## [Work order]
Gather the lines below that include the string "usize", copying each in full.

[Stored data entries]
╭──

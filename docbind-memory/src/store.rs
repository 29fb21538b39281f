//! In-memory storage, connections and models.
//!
//! An [`InMemoryStore`] holds named collections of documents behind an
//! async-aware read-write lock. [`InMemoryConnector`] hands out one store per
//! host, so two connections to the same host see the same data. Models bound
//! on a connection run query plans by scanning their collection.

use async_trait::async_trait;
use bson::{Bson, Document, oid::ObjectId};
use mea::{mutex::Mutex, rwlock::RwLock};
use std::{collections::HashMap, sync::Arc};

use docbind_core::{
    backend::{Connection, Connector, DeleteAck, Model, ModelBackend, QueryKind, QueryPlan},
    config::ConnectionConfig,
    error::{DocumentStoreError, DocumentStoreResult},
    options::PopulateSpec,
    populate::{embed, referenced_ids},
    query::{Expr, Filter, Sort},
    schema::Schema,
};

use crate::evaluator::{DocumentEvaluator, compare, project};

/// Key under which discriminator models tag their documents.
pub const DISCRIMINATOR_KEY: &str = "__t";

type StoreMap = HashMap<String, Vec<Document>>;

/// Thread-safe in-memory document storage.
///
/// Cloning is cheap; clones share the same collections.
///
/// # Example
///
/// ```ignore
/// use docbind_memory::InMemoryStore;
/// use bson::doc;
///
/// let store = InMemoryStore::new();
/// store.seed("Orders", vec![doc! { "status": "open" }]).await;
/// assert_eq!(store.documents("Orders").await.len(), 1);
/// ```
#[derive(Default, Clone, Debug)]
pub struct InMemoryStore {
    collections: Arc<RwLock<StoreMap>>,
}

impl InMemoryStore {
    pub fn new() -> Self {
        Self::default()
    }

    /// Appends documents to a collection as-is, bypassing models.
    pub async fn seed(&self, collection: &str, documents: Vec<Document>) {
        self.collections
            .write()
            .await
            .entry(collection.to_string())
            .or_default()
            .extend(documents);
    }

    /// A snapshot of a collection in insertion order.
    pub async fn documents(&self, collection: &str) -> Vec<Document> {
        self.collections
            .read()
            .await
            .get(collection)
            .cloned()
            .unwrap_or_default()
    }

    pub async fn list_collections(&self) -> Vec<String> {
        self.collections.read().await.keys().cloned().collect()
    }
}

/// Connects to in-memory stores, one per host.
#[derive(Default, Debug)]
pub struct InMemoryConnector {
    stores: Mutex<HashMap<String, InMemoryStore>>,
}

impl InMemoryConnector {
    pub fn new() -> Self {
        Self::default()
    }

    /// The store behind `host`, created empty on first use.
    pub async fn store(&self, host: &str) -> InMemoryStore {
        self.stores
            .lock()
            .await
            .entry(host.to_string())
            .or_default()
            .clone()
    }
}

#[async_trait]
impl Connector for InMemoryConnector {
    async fn connect(&self, config: &ConnectionConfig) -> DocumentStoreResult<Arc<dyn Connection>> {
        // TLS material is read even though nothing encrypts; unreadable files fail here.
        if let Some(tls) = &config.tls {
            tls.load()?;
        }

        tracing::debug!(host = %config.host, "connecting in-memory store");

        Ok(Arc::new(InMemoryConnection::new(self.store(&config.host).await)))
    }
}

#[derive(Debug, Clone)]
struct ModelEntry {
    collection: String,
    discriminator: Option<String>,
    schema: Schema,
}

type ModelTable = Arc<RwLock<HashMap<String, ModelEntry>>>;

/// A connection to one [`InMemoryStore`].
#[derive(Debug)]
pub struct InMemoryConnection {
    store: InMemoryStore,
    models: ModelTable,
}

impl InMemoryConnection {
    pub fn new(store: InMemoryStore) -> Self {
        Self {
            store,
            models: Arc::new(RwLock::new(HashMap::new())),
        }
    }

    async fn bind(&self, name: &str, entry: ModelEntry) -> Model {
        self.models
            .write()
            .await
            .insert(name.to_string(), entry.clone());

        Model::new(Arc::new(InMemoryModel {
            name: name.to_string(),
            entry,
            store: self.store.clone(),
            models: self.models.clone(),
        }))
    }
}

#[async_trait]
impl Connection for InMemoryConnection {
    async fn bind_model(&self, name: &str, schema: &Schema) -> DocumentStoreResult<Model> {
        let entry = ModelEntry {
            collection: name.to_string(),
            discriminator: None,
            schema: schema.clone(),
        };

        Ok(self.bind(name, entry).await)
    }

    async fn bind_discriminator(
        &self,
        name: &str,
        schema: &Schema,
        base: &str,
    ) -> DocumentStoreResult<Model> {
        let collection = self
            .models
            .read()
            .await
            .get(base)
            .map(|entry| entry.collection.clone())
            .ok_or_else(|| DocumentStoreError::ModelNotFound(base.to_string()))?;

        let entry = ModelEntry {
            collection,
            discriminator: Some(name.to_string()),
            schema: schema.clone(),
        };

        Ok(self.bind(name, entry).await)
    }
}

/// A model over one collection, optionally narrowed to one discriminator.
#[derive(Debug)]
pub struct InMemoryModel {
    name: String,
    entry: ModelEntry,
    store: InMemoryStore,
    models: ModelTable,
}

impl InMemoryModel {
    /// Whether the document is visible through this model and matches `filter`.
    fn visible(&self, document: &Document, filter: Option<&Expr>) -> DocumentStoreResult<bool> {
        if let Some(tag) = &self.entry.discriminator
            && document.get_str(DISCRIMINATOR_KEY).ok() != Some(tag.as_str())
        {
            return Ok(false);
        }

        DocumentEvaluator::matches(document, filter)
    }

    fn selection(plan: &QueryPlan) -> Option<Expr> {
        match &plan.kind {
            QueryKind::Find { filter } | QueryKind::FindOne { filter } => filter.clone(),
            QueryKind::FindById { id } => Some(Filter::eq("_id", id.clone())),
            QueryKind::FindOneAndReplace { filter, .. } => filter.clone(),
        }
    }

    /// Indices of the visible matches, ordered by `sort`.
    fn matching(
        &self,
        documents: &[Document],
        filter: Option<&Expr>,
        sort: Option<&[Sort]>,
    ) -> DocumentStoreResult<Vec<usize>> {
        let mut indices = Vec::new();

        for (index, document) in documents.iter().enumerate() {
            if self.visible(document, filter)? {
                indices.push(index);
            }
        }

        if let Some(sort) = sort {
            indices.sort_by(|a, b| compare(&documents[*a], &documents[*b], sort));
        }

        Ok(indices)
    }

    async fn replace(
        &self,
        filter: Option<&Expr>,
        sort: Option<&[Sort]>,
        mut replacement: Document,
        return_updated: bool,
    ) -> DocumentStoreResult<Vec<Document>> {
        let mut collections = self.store.collections.write().await;
        let documents = collections
            .entry(self.entry.collection.clone())
            .or_default();

        let Some(&index) = self.matching(documents, filter, sort)?.first() else {
            return Ok(vec![]);
        };

        let previous = documents[index].clone();
        if let Some(id) = previous.get("_id") {
            replacement.insert("_id", id.clone());
        }
        self.tag(&mut replacement);
        documents[index] = replacement.clone();

        Ok(vec![if return_updated { replacement } else { previous }])
    }

    fn tag(&self, document: &mut Document) {
        if let Some(tag) = &self.entry.discriminator {
            document.insert(DISCRIMINATOR_KEY, tag.clone());
        }
    }

    fn check_required(&self, document: &Document) -> DocumentStoreResult<()> {
        match self
            .entry
            .schema
            .fields()
            .iter()
            .find(|field| field.required && !document.contains_key(&field.name))
        {
            Some(field) => Err(DocumentStoreError::InvalidDocument(format!(
                "{} requires field {}",
                self.name, field.name
            ))),
            None => Ok(()),
        }
    }

    /// Replaces reference ids with the referenced documents.
    async fn populate(&self, documents: &mut [Document], spec: &PopulateSpec) -> DocumentStoreResult<()> {
        let target = self
            .entry
            .schema
            .reference_of(&spec.path)
            .ok_or_else(|| DocumentStoreError::ModelNotFound(format!("{}.{}", self.name, spec.path)))?;
        let target = self
            .models
            .read()
            .await
            .get(target)
            .cloned()
            .ok_or_else(|| DocumentStoreError::ModelNotFound(target.to_string()))?;

        let ids = referenced_ids(documents, &spec.path);
        let sort = spec
            .options
            .as_ref()
            .map(|options| options.sort.as_slice())
            .filter(|sort| !sort.is_empty());

        let mut related: Vec<Document> = self
            .store
            .documents(&target.collection)
            .await
            .into_iter()
            .filter(|document| {
                document.get("_id").is_some_and(|id| ids.contains(id))
                    && target
                        .discriminator
                        .as_deref()
                        .is_none_or(|tag| document.get_str(DISCRIMINATOR_KEY).ok() == Some(tag))
            })
            .collect();

        if let Some(sort) = sort {
            related.sort_by(|a, b| compare(a, b, sort));
        }
        if let Some(select) = &spec.select {
            related = related.iter().map(|document| project(document, select)).collect();
        }

        embed(documents, spec, &related);

        Ok(())
    }
}

#[async_trait]
impl ModelBackend for InMemoryModel {
    fn name(&self) -> &str {
        &self.name
    }

    async fn execute(&self, plan: QueryPlan) -> DocumentStoreResult<Vec<Document>> {
        let filter = Self::selection(&plan);
        let sort = plan.sort.as_deref();

        let mut results = match &plan.kind {
            QueryKind::FindOneAndReplace { replacement, options, .. } => {
                self.replace(filter.as_ref(), sort, replacement.clone(), options.return_updated)
                    .await?
            }
            _ => {
                let collections = self.store.collections.read().await;
                let documents = collections
                    .get(&self.entry.collection)
                    .map(Vec::as_slice)
                    .unwrap_or_default();
                let take = if plan.is_single() {
                    1
                } else {
                    plan.limit.filter(|n| *n > 0).unwrap_or(u64::MAX) as usize
                };

                self.matching(documents, filter.as_ref(), sort)?
                    .into_iter()
                    .skip(plan.skip.unwrap_or(0) as usize)
                    .take(take)
                    .map(|index| documents[index].clone())
                    .collect::<Vec<_>>()
            }
        };

        if let Some(select) = &plan.select {
            results = results.iter().map(|document| project(document, select)).collect();
        }

        for spec in &plan.populate {
            self.populate(&mut results, spec).await?;
        }

        Ok(results)
    }

    async fn create(&self, mut document: Document) -> DocumentStoreResult<Document> {
        self.check_required(&document)?;

        if !document.contains_key("_id") {
            document.insert("_id", ObjectId::new());
        }
        self.tag(&mut document);

        let mut collections = self.store.collections.write().await;
        let documents = collections
            .entry(self.entry.collection.clone())
            .or_default();

        if documents.iter().any(|existing| existing.get("_id") == document.get("_id")) {
            return Err(DocumentStoreError::Backend(format!(
                "duplicate _id {} in {}",
                document.get("_id").cloned().unwrap_or(Bson::Null),
                self.entry.collection
            )));
        }

        documents.push(document.clone());

        Ok(document)
    }

    async fn delete_by_id(&self, id: Bson) -> DocumentStoreResult<DeleteAck> {
        self.delete_all(Some(Filter::eq("_id", id))).await
    }

    async fn delete_all(&self, filter: Option<Expr>) -> DocumentStoreResult<DeleteAck> {
        let mut collections = self.store.collections.write().await;
        let Some(documents) = collections.get_mut(&self.entry.collection) else {
            return Ok(DeleteAck::default());
        };

        let mut doomed = Vec::with_capacity(documents.len());
        for document in documents.iter() {
            doomed.push(self.visible(document, filter.as_ref())?);
        }

        let before = documents.len();
        let mut doomed = doomed.into_iter();
        documents.retain(|_| !doomed.next().unwrap_or(false));

        Ok(DeleteAck {
            deleted_count: (before - documents.len()) as u64,
        })
    }

    async fn count(&self, filter: Option<Expr>) -> DocumentStoreResult<u64> {
        let collections = self.store.collections.read().await;
        let documents = collections
            .get(&self.entry.collection)
            .map(Vec::as_slice)
            .unwrap_or_default();

        Ok(self.matching(documents, filter.as_ref(), None)?.len() as u64)
    }
}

╰──

## [Task solution]
    ) -> DocumentStoreResult<Vec<usize>> {
                    plan.limit.filter(|n| *n > 0).unwrap_or(u64::MAX) as usize
                    .skip(plan.skip.unwrap_or(0) as usize)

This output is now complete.